Using codesign to involve patients and professionals in developing new interventions for patients with multimorbidity
Multimorbidity, defined as the presence of two or more long-term conditions, is increasingly common in primary care. This often involves taking several different medications; managing mutliple conditions and medications can lead to increased safety risks for patients. This study, led by Dr Sarah Knowles at the University of Manchester, aimed to involve patients in designing new interventions to improve safety in primary care, using different types of design materials. These were based on research into the patient experience of safety and multimorbidity in primary care, and included a 'trigger film' of real patients talking (drawing on the accelerated experience-based co-design approach) and personas and scenarios from the 'future workshop' approach, which use stories from real people to synthesise a range of archetypal experiences and situations. Both types of material are designed to enable patients, carers, and primary health-care professionals to think through the issues and propose interventions to improve care.
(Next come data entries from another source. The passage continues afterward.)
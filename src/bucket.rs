//! Bucket arena for sieving primes.
//!
//! Buckets are fixed-capacity runs of [`WheelPrime`]s carved out of one slab
//! that grows `buckets_per_alloc` buckets at a time. Buckets are referenced
//! by [`BucketId`], chain through `next` and go back to a free list once
//! drained, so a tier never reallocates a monolithic array of primes.

use crate::wheel::{WHEEL_PRIME_BYTES, WheelPrime};

#[derive(Debug, Clone, Copy, PartialEq, Eq)]
pub struct BucketId(u32);

#[derive(Debug, Clone, Copy)]
struct Bucket {
    /// First slot of this bucket in the slab.
    offset: usize,
    len: usize,
    next: Option<BucketId>,
}

#[derive(Debug)]
pub struct BucketPool {
    slab: Vec<WheelPrime>,
    buckets: Vec<Bucket>,
    free: Vec<BucketId>,
    capacity: usize,
    buckets_per_alloc: usize,
}

impl BucketPool {
    /// Pool of buckets holding `capacity` primes each, growing by
    /// `buckets_per_alloc` buckets whenever the free list runs dry.
    pub fn new(capacity: usize, buckets_per_alloc: usize) -> Self {
        assert!(capacity > 0, "bucket capacity must be non-zero");
        Self {
            slab: Vec::new(),
            buckets: Vec::new(),
            free: Vec::new(),
            capacity,
            buckets_per_alloc: buckets_per_alloc.max(1),
        }
    }

    /// Pool whose growth step is bounded by a memory budget in bytes.
    pub fn with_memory_per_alloc(capacity: usize, bytes: usize) -> Self {
        let per_alloc = bytes / (capacity * WHEEL_PRIME_BYTES);
        Self::new(capacity, per_alloc)
    }

    pub fn capacity(&self) -> usize {
        self.capacity
    }

    /// Buckets ever allocated (in use plus free).
    pub fn allocated(&self) -> usize {
        self.buckets.len()
    }

    pub fn free_count(&self) -> usize {
        self.free.len()
    }

    fn grow(&mut self) {
        let first = self.buckets.len();
        self.slab
            .resize(self.slab.len() + self.capacity * self.buckets_per_alloc, WheelPrime::default());
        for i in 0..self.buckets_per_alloc {
            self.buckets.push(Bucket {
                offset: (first + i) * self.capacity,
                len: 0,
                next: None,
            });
        }
        // Pop order hands out the lowest ids first.
        self.free
            .extend((first..first + self.buckets_per_alloc).rev().map(|i| BucketId(i as u32)));
    }

    /// Takes an empty bucket chained in front of `next`.
    pub fn allocate(&mut self, next: Option<BucketId>) -> BucketId {
        if self.free.is_empty() {
            self.grow();
        }
        let id = self.free.pop().unwrap_or_else(|| unreachable!("pool grew"));
        let bucket = &mut self.buckets[id.0 as usize];
        bucket.len = 0;
        bucket.next = next;
        id
    }

    /// Returns a drained bucket to the free list.
    pub fn release(&mut self, id: BucketId) {
        let bucket = &mut self.buckets[id.0 as usize];
        bucket.len = 0;
        bucket.next = None;
        self.free.push(id);
    }

    /// Appends to `id`, `false` if the bucket is full.
    #[inline]
    pub fn push(&mut self, id: BucketId, prime: WheelPrime) -> bool {
        let bucket = &mut self.buckets[id.0 as usize];
        if bucket.len == self.capacity {
            return false;
        }
        self.slab[bucket.offset + bucket.len] = prime;
        bucket.len += 1;
        true
    }

    /// Appends to the chain headed by `head`, allocating a new head when the
    /// current one is full. Returns the (possibly new) head.
    #[inline]
    pub fn push_front(&mut self, head: Option<BucketId>, prime: WheelPrime) -> BucketId {
        if let Some(id) = head {
            if self.push(id, prime) {
                return id;
            }
        }
        let id = self.allocate(head);
        self.push(id, prime);
        id
    }

    #[inline]
    pub fn len(&self, id: BucketId) -> usize {
        self.buckets[id.0 as usize].len
    }

    #[inline]
    pub fn next(&self, id: BucketId) -> Option<BucketId> {
        self.buckets[id.0 as usize].next
    }

    #[inline]
    pub fn get(&self, id: BucketId, i: usize) -> WheelPrime {
        let bucket = &self.buckets[id.0 as usize];
        debug_assert!(i < bucket.len);
        self.slab[bucket.offset + i]
    }

    #[inline]
    pub fn entries_mut(&mut self, id: BucketId) -> &mut [WheelPrime] {
        let bucket = self.buckets[id.0 as usize];
        &mut self.slab[bucket.offset..bucket.offset + bucket.len]
    }

    /// Total primes stored in the chain starting at `head`.
    pub fn chain_len(&self, head: Option<BucketId>) -> usize {
        let mut total = 0;
        let mut id = head;
        while let Some(bucket) = id {
            total += self.len(bucket);
            id = self.next(bucket);
        }
        total
    }
}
Two workshops were held initially - one with public contributors only and one with health professionals - at which the trigger film and a persona description were used to stimulate discussion. The suggestions from workshops 1 and 2 were synthesized into three prototype interventions:
1. Scenario 1 “In The Practice”: describing a targeted database review, which calls in patients with multimorbidity to discuss their medications, paying specific attention to ensuring health information is understood and patient priorities are sought.
2. Scenario 2 “In The Pharmacy”: describing a pharmacist offering additional support for medication management (such as dosette boxes) by calling in patients who have not collected prescriptions and asking about support available from family or friends.
3. Scenario 3 “In The Home”: describing a “Medication Diary” that can be used to organize medication schedules and provide prompts to attend reviews, and could be shared with health professionals.
A third joint workshop was held to discuss these scenarios and develop agreed intervention recommendations.
Both patients and professionals prioritized polypharmacy as a threat to safety and identified a need for services to proactively offer support to reduce the burden of managing complex treatment regimes. Final recommendations include the need for accessible reminders to support medication adherence and medication reviews for particularly vulnerable patients conducted with pharmacists within GP practices.
Louise Locock, co-investigator on the study, says: "This was the first study to combine these two approaches to codesign. Participants found the process acceptable and interesting, and we found the scenarios were particularly useful in helping people explore practical service provision issues and move to possible solutions relatively quickly. Finding ways to ensure direct patient involvement but in a timely and efficient manner is a continuing priority."